The subject of his talk at BU is the judicial context of bodies from mass graves.

“I shall discuss topics that exemplify the power that flows from being able to display bodies to courts,” says Professor Wright who will be in Bournemouth from 15-17 December to lead a three-day masterclass on the estimation of ancestry from human skulls.

“By contrast, and where there are no bodies to show, a lazy prosecution case can be weakened by the unnecessary lack of material evidence,” he continues.

“Particularly vulnerable are cases that depend on the statements of eye-witnesses. I shall discuss efforts by revisionists to protect their positions.
 
“These efforts include denying that there are any bodies, that the number is less than expected, and that the bodies are attributable to unrelated events,” he concludes.
 
Between 1997 and the present, BU’s students and staff have made their own contribution to global human rights investigations. In that time, an estimated 12 students from BU’s Masters-level forensic courses have worked on ICTY and IC-MP teams. A further six members of staff from BU, past and present, have also worked for ICTY and other United Nations investigations over the last decade.

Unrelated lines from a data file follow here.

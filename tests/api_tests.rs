//! HTTP interface tests
//!
//! POST / creates mappings, GET /{code} redirects, GET /health reports.

mod common;

use actix_web::http::StatusCode;
use actix_web::test::{self, TestRequest};
use actix_web::{App, web};
use chrono::Duration;
use chote::api::{AppStartTime, health_routes, shortener_routes};
use chote::services::CODE_TAKEN_MESSAGE;
use common::{Harness, ScriptedSource, memory_harness};

macro_rules! test_app {
    ($h:expr) => {
        test::init_service(
            App::new()
                .app_data(web::Data::new($h.store.clone()))
                .app_data(web::Data::new(AppStartTime {
                    start_datetime: chrono::Utc::now(),
                }))
                .service(health_routes())
                .service(shortener_routes()),
        )
        .await
    };
}

fn location(resp: &actix_web::dev::ServiceResponse) -> &str {
    resp.headers()
        .get("Location")
        .and_then(|v| v.to_str().ok())
        .unwrap_or_default()
}

fn harness() -> Harness {
    memory_harness(ScriptedSource::default())
}

// =============================================================================
// POST /
// =============================================================================

#[actix_rt::test]
async fn test_post_with_preferred_code_returns_code() {
    let h = harness();
    let app = test_app!(h);

    let req = TestRequest::post()
        .uri("/")
        .set_form([("longUrl", "https://example.com/a"), ("shortUrl", "abc123")])
        .to_request();
    let resp = test::call_service(&app, req).await;

    assert_eq!(resp.status(), StatusCode::OK);
    let body = test::read_body(resp).await;
    assert_eq!(body, "abc123");
}

#[actix_rt::test]
async fn test_post_without_code_generates_one() {
    let h = memory_harness(ScriptedSource::with_codes(&["gen001"]));
    let app = test_app!(h);

    let req = TestRequest::post()
        .uri("/")
        .set_form([("longUrl", "https://example.com/a")])
        .to_request();
    let body = test::call_and_read_body(&app, req).await;
    assert_eq!(body, "gen001");
}

#[actix_rt::test]
async fn test_post_taken_code_is_bad_request_with_message() {
    let h = harness();
    h.store.add("https://first.test", Some("abc123")).await.unwrap();
    let app = test_app!(h);

    let req = TestRequest::post()
        .uri("/")
        .set_form([("longUrl", "https://second.test"), ("shortUrl", "abc123")])
        .to_request();
    let resp = test::call_service(&app, req).await;

    assert_eq!(resp.status(), StatusCode::BAD_REQUEST);
    let body = test::read_body(resp).await;
    assert_eq!(body, CODE_TAKEN_MESSAGE);
}

#[actix_rt::test]
async fn test_post_invalid_code_is_bad_request() {
    let h = harness();
    let app = test_app!(h);

    let req = TestRequest::post()
        .uri("/")
        .set_form([("longUrl", "https://x.test"), ("shortUrl", "bad code")])
        .to_request();
    let resp = test::call_service(&app, req).await;
    assert_eq!(resp.status(), StatusCode::BAD_REQUEST);
}

#[actix_rt::test]
async fn test_post_missing_long_url_is_rejected() {
    let h = harness();
    let app = test_app!(h);

    let req = TestRequest::post()
        .uri("/")
        .set_form([("shortUrl", "abc123")])
        .to_request();
    let resp = test::call_service(&app, req).await;
    assert!(resp.status().is_client_error());
    assert_eq!(h.store.count().await.unwrap(), 0);
}

// =============================================================================
// GET /{code}
// =============================================================================

#[actix_rt::test]
async fn test_redirect_to_target() {
    let h = harness();
    h.store.add("https://example.com/a", Some("abc123")).await.unwrap();
    let app = test_app!(h);

    let req = TestRequest::get().uri("/abc123").to_request();
    let resp = test::call_service(&app, req).await;

    assert_eq!(resp.status(), StatusCode::FOUND);
    assert_eq!(location(&resp), "https://example.com/a");
}

#[actix_rt::test]
async fn test_redirect_unknown_code_falls_back_to_form() {
    let h = harness();
    let app = test_app!(h);

    let req = TestRequest::get().uri("/nothing").to_request();
    let resp = test::call_service(&app, req).await;

    assert_eq!(resp.status(), StatusCode::FOUND);
    assert_eq!(location(&resp), "/?shortUrl=nothing");
}

#[actix_rt::test]
async fn test_redirect_expired_code_falls_back_and_is_reclaimed() {
    let h = harness();
    h.store.add("https://old.test", Some("abc123")).await.unwrap();
    h.clock.advance(Duration::minutes(3));
    let app = test_app!(h);

    let req = TestRequest::get().uri("/abc123").to_request();
    let resp = test::call_service(&app, req).await;

    assert_eq!(resp.status(), StatusCode::FOUND);
    assert_eq!(location(&resp), "/?shortUrl=abc123");
    assert_eq!(h.store.count().await.unwrap(), 0);
}

#[actix_rt::test]
async fn test_path_outside_code_charset_is_not_routed() {
    let h = harness();
    let app = test_app!(h);

    let req = TestRequest::get().uri("/a.b").to_request();
    let resp = test::call_service(&app, req).await;
    assert_eq!(resp.status(), StatusCode::NOT_FOUND);
}

// =============================================================================
// GET / and /health
// =============================================================================

#[actix_rt::test]
async fn test_home_echoes_fallback_code() {
    let h = harness();
    let app = test_app!(h);

    let req = TestRequest::get().uri("/?shortUrl=abc123").to_request();
    let resp = test::call_service(&app, req).await;
    assert_eq!(resp.status(), StatusCode::OK);

    let body = test::read_body(resp).await;
    let body = std::str::from_utf8(&body).unwrap();
    assert!(body.contains("'abc123'"));
    assert!(body.contains("120 seconds"));
}

#[actix_rt::test]
async fn test_health_reports_backend_and_count() {
    let h = harness();
    h.store.add("https://a.test", Some("one")).await.unwrap();
    let app = test_app!(h);

    let req = TestRequest::get().uri("/health").to_request();
    let resp = test::call_service(&app, req).await;
    assert_eq!(resp.status(), StatusCode::OK);

    let json: serde_json::Value = test::read_body_json(resp).await;
    assert_eq!(json["status"], "healthy");
    assert_eq!(json["storage"]["backend"], "memory");
    assert_eq!(json["storage"]["mappings"], 1);
    assert_eq!(json["link_lifetime_secs"], 120);
}

#[actix_rt::test]
async fn test_liveness() {
    let h = harness();
    let app = test_app!(h);

    let req = TestRequest::get().uri("/health/live").to_request();
    let resp = test::call_service(&app, req).await;
    assert_eq!(resp.status(), StatusCode::NO_CONTENT);
}

#[actix_rt::test]
async fn test_health_head_returns_status_only() {
    let h = harness();
    let app = test_app!(h);

    let req = TestRequest::default()
        .method(actix_web::http::Method::HEAD)
        .uri("/health")
        .to_request();
    let resp = test::call_service(&app, req).await;
    assert_eq!(resp.status(), StatusCode::OK);

    let body = test::read_body(resp).await;
    assert!(body.is_empty());
}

Professor Richard Wright’s public lecture ‘Excavating Mass Graves: the Evidentiary Importance of Human Bodies in International Criminal Tribunals’ is scheduled for Tuesday, 16th December in the Marconi Lecture Theatre on the Talbot Campus of Bournemouth University.

The lecture starts at 6.00pm with refreshments served from 5.15pm. Admission to the lecture and the refreshments are free. All are welcome to attend.